:: DATA IN THIS EXERCISE

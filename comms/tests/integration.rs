use std::{io, thread};

use comms::{
    Collective, TcpGroup,
    msg::{Command, Msg, Payload},
};
use tokio::io as tokio_io;

#[tokio::test]
async fn send_recv_over_duplex() -> io::Result<()> {
    const SIZE: usize = 256;

    let (one, two) = tokio_io::duplex(SIZE);
    let (rx, tx) = tokio_io::split(one);
    let (_, mut tx) = comms::channel(rx, tx);

    let (two_rx, two_tx) = tokio_io::split(two);
    let (mut rx, _) = comms::channel(two_rx, two_tx);

    let grad = [0.5f32, -1.0, 3.25];
    tx.send(&Msg::Data(Payload::Single(&grad))).await?;
    let hello = Msg::Control(Command::Hello {
        rank: 1,
        world_size: 2,
    });
    tx.send(&hello).await?;
    // prefix + kind + body: 12 payload bytes, then the json command
    let json = r#"{"hello":{"rank":1,"world_size":2}}"#;
    assert_eq!(tx.bytes_sent() as usize, (8 + 8 + 12) + (8 + 8 + json.len()));

    let mut buf: Vec<u64> = Vec::new();
    match rx.recv_into(&mut buf).await? {
        Msg::Data(Payload::Single(got)) => assert_eq!(got, grad),
        other => panic!("unexpected message {other:?}"),
    }

    let msg: Msg = rx.recv_into(&mut buf).await?;
    assert_eq!(msg, hello);

    Ok(())
}

#[test]
fn tcp_group_reduces_across_processes() {
    const WORLD: usize = 3;

    // Reserve a free port, then release it for the coordinator to bind.
    let addr = std::net::TcpListener::bind("127.0.0.1:0")
        .unwrap()
        .local_addr()
        .unwrap();

    let handles: Vec<_> = (0..WORLD)
        .map(|rank| {
            thread::spawn(move || {
                let mut group = TcpGroup::connect(addr, rank, WORLD).unwrap();
                assert_eq!(group.world_size(), WORLD);

                let mut grad = [rank as f32, 1.];
                group.all_reduce_sum(&mut grad).unwrap();

                let mut totals = [rank as f64 * 0.5, 2.];
                group.all_reduce_sum_f64(&mut totals).unwrap();

                group.barrier().unwrap();
                (grad, totals)
            })
        })
        .collect();

    for handle in handles {
        let (grad, totals) = handle.join().unwrap();
        assert_eq!(grad, [3., 3.]);
        assert_eq!(totals, [1.5, 6.]);
    }
}

#[test]
fn a_departed_rank_aborts_the_reduction_everywhere() {
    const WORLD: usize = 3;

    let addr = std::net::TcpListener::bind("127.0.0.1:0")
        .unwrap()
        .local_addr()
        .unwrap();

    let handles: Vec<_> = (0..WORLD)
        .map(|rank| {
            thread::spawn(move || {
                let mut group = TcpGroup::connect(addr, rank, WORLD).unwrap();
                if rank == 2 {
                    // leaves before the first reduction
                    return None;
                }

                let mut grad = [1f32];
                Some(group.all_reduce_sum(&mut grad).unwrap_err())
            })
        })
        .collect();

    let errs: Vec<io::Error> = handles
        .into_iter()
        .filter_map(|h| h.join().unwrap())
        .collect();

    assert_eq!(errs.len(), 2);
    for err in &errs {
        assert_eq!(err.kind(), io::ErrorKind::ConnectionAborted);
        assert!(err.to_string().contains("rank 2 left the group"), "{err}");
    }
}
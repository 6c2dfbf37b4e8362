use std::path::PathBuf;

use clap::Parser;

/// Train a spiking MLP-Mixer on CIFAR-10.
#[derive(Parser, Debug, Clone)]
#[command(name = "snn-mixer-train", version)]
pub struct Args {
    /// Directory holding `cifar-10-batches-bin` (or the batch files themselves).
    #[arg(long, default_value = "./data")]
    pub data_path: PathBuf,
    /// Registered model configuration, `mixer` or `mixer-tiny`.
    #[arg(long, default_value = "mixer")]
    pub model: String,
    /// Simulated time steps per sample.
    #[arg(long = "T", default_value_t = 4)]
    pub steps: usize,
    /// Compute device, only `cpu` is available.
    #[arg(long, default_value = "cpu")]
    pub device: String,
    #[arg(long, default_value_t = 32)]
    pub batch_size: usize,
    #[arg(long, default_value_t = 90)]
    pub epochs: usize,
    /// Threads used to decode and augment samples.
    #[arg(long, default_value_t = 16)]
    pub workers: usize,
    /// `sgd` or `adamw`.
    #[arg(long, default_value = "sgd")]
    pub opt: String,
    #[arg(long, default_value_t = 0.1)]
    pub lr: f32,
    #[arg(long, default_value_t = 0.9)]
    pub momentum: f32,
    #[arg(long, default_value_t = 0.)]
    pub weight_decay: f32,
    /// `step`, `cosa` or `exp`.
    #[arg(long, default_value = "cosa")]
    pub lr_scheduler: String,
    #[arg(long, default_value_t = 10)]
    pub lr_warmup_epochs: usize,
    /// `linear` or `constant`.
    #[arg(long, default_value = "linear")]
    pub lr_warmup_method: String,
    #[arg(long, default_value_t = 0.01)]
    pub lr_warmup_decay: f32,
    #[arg(long, default_value_t = 30)]
    pub lr_step_size: usize,
    #[arg(long, default_value_t = 0.1)]
    pub lr_gamma: f32,
    #[arg(long, default_value = "./logs")]
    pub output_dir: PathBuf,
    /// `latest` or the path of a checkpoint to resume from.
    #[arg(long)]
    pub resume: Option<String>,
    #[arg(long, default_value_t = 0)]
    pub start_epoch: usize,
    /// Amount of ranks, used with `--dist-url local://`.
    #[arg(long, default_value_t = 1)]
    pub world_size: usize,
    /// `env://`, `tcp://host:port` or `local://`.
    #[arg(long, default_value = "env://")]
    pub dist_url: String,
    #[arg(long, default_value_t = 42)]
    pub seed: u64,
    /// Scale the loss and keep gradients at half precision.
    #[arg(long)]
    pub amp: bool,
    #[arg(long)]
    pub clip_grad_norm: Option<f32>,
    #[arg(long)]
    pub local_rank: Option<usize>,
    /// Reduce batch norm statistics across ranks.
    #[arg(long)]
    pub sync_bn: bool,
    /// Batches between progress reports, 0 disables them.
    #[arg(long, default_value_t = 100)]
    pub print_freq: usize,
    /// Side of the square images fed to the model.
    #[arg(long, default_value_t = 32)]
    pub image_size: usize,
}
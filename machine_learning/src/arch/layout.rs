use std::ops::Range;

/// A named parameter tensor living inside the model's flat parameter buffer.
#[derive(Debug, Clone, PartialEq, Eq)]
pub struct ParamEntry {
    pub name: String,
    pub shape: Vec<usize>,
    pub range: Range<usize>,
}

/// Describes how a flat `[f32]` parameter buffer is split into named tensors.
///
/// The gradient buffer of a model shares the same layout, so optimizers,
/// clipping and all-reduce work on plain slices while checkpoints still get
/// one tensor per parameter.
#[derive(Debug, Clone, Default, PartialEq, Eq)]
pub struct ParamLayout {
    entries: Vec<ParamEntry>,
    size: usize,
}

impl ParamLayout {
    /// Creates an empty `ParamLayout`.
    pub fn new() -> Self {
        Self::default()
    }

    /// Reserves space for a new tensor right after the last one.
    ///
    /// # Arguments
    /// * `name` - The tensor's unique name.
    /// * `shape` - The tensor's dimensions.
    ///
    /// # Returns
    /// The range of the flat buffer that belongs to the tensor.
    pub fn push(&mut self, name: impl Into<String>, shape: &[usize]) -> Range<usize> {
        let len = shape.iter().product::<usize>();
        let range = self.size..self.size + len;
        self.size += len;

        self.entries.push(ParamEntry {
            name: name.into(),
            shape: shape.to_vec(),
            range: range.clone(),
        });

        range
    }

    /// The total amount of parameters.
    pub fn size(&self) -> usize {
        self.size
    }

    pub fn entries(&self) -> &[ParamEntry] {
        &self.entries
    }

    pub fn get(&self, name: &str) -> Option<&ParamEntry> {
        self.entries.iter().find(|e| e.name == name)
    }
}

::::

● **YOUR OBJECTIVE**: Look above for the line holding "#[tokio::test]" and the line holding "for handle in", then output exactly those two lines and every line between them, nothing more.

● **EXERCISE RESULT**:
#[tokio::test]
async fn send_recv_over_duplex() -> io::Result<()> {
    const SIZE: usize = 256;

    let (one, two) = tokio_io::duplex(SIZE);
    let (rx, tx) = tokio_io::split(one);
    let (_, mut tx) = comms::channel(rx, tx);

    let (two_rx, two_tx) = tokio_io::split(two);
    let (mut rx, _) = comms::channel(two_rx, two_tx);

    let grad = [0.5f32, -1.0, 3.25];
    tx.send(&Msg::Data(Payload::Single(&grad))).await?;
    let hello = Msg::Control(Command::Hello {
        rank: 1,
        world_size: 2,
    });
    tx.send(&hello).await?;
    // prefix + kind + body: 12 payload bytes, then the json command
    let json = r#"{"hello":{"rank":1,"world_size":2}}"#;
    assert_eq!(tx.bytes_sent() as usize, (8 + 8 + 12) + (8 + 8 + json.len()));

    let mut buf: Vec<u64> = Vec::new();
    match rx.recv_into(&mut buf).await? {
        Msg::Data(Payload::Single(got)) => assert_eq!(got, grad),
        other => panic!("unexpected message {other:?}"),
    }

    let msg: Msg = rx.recv_into(&mut buf).await?;
    assert_eq!(msg, hello);

    Ok(())
}

#[test]
fn tcp_group_reduces_across_processes() {
    const WORLD: usize = 3;

    // Reserve a free port, then release it for the coordinator to bind.
    let addr = std::net::TcpListener::bind("127.0.0.1:0")
        .unwrap()
        .local_addr()
        .unwrap();

    let handles: Vec<_> = (0..WORLD)
        .map(|rank| {
            thread::spawn(move || {
                let mut group = TcpGroup::connect(addr, rank, WORLD).unwrap();
                assert_eq!(group.world_size(), WORLD);

                let mut grad = [rank as f32, 1.];
                group.all_reduce_sum(&mut grad).unwrap();

                let mut totals = [rank as f64 * 0.5, 2.];
                group.all_reduce_sum_f64(&mut totals).unwrap();

                group.barrier().unwrap();
                (grad, totals)
            })
        })
        .collect();

    for handle in handles {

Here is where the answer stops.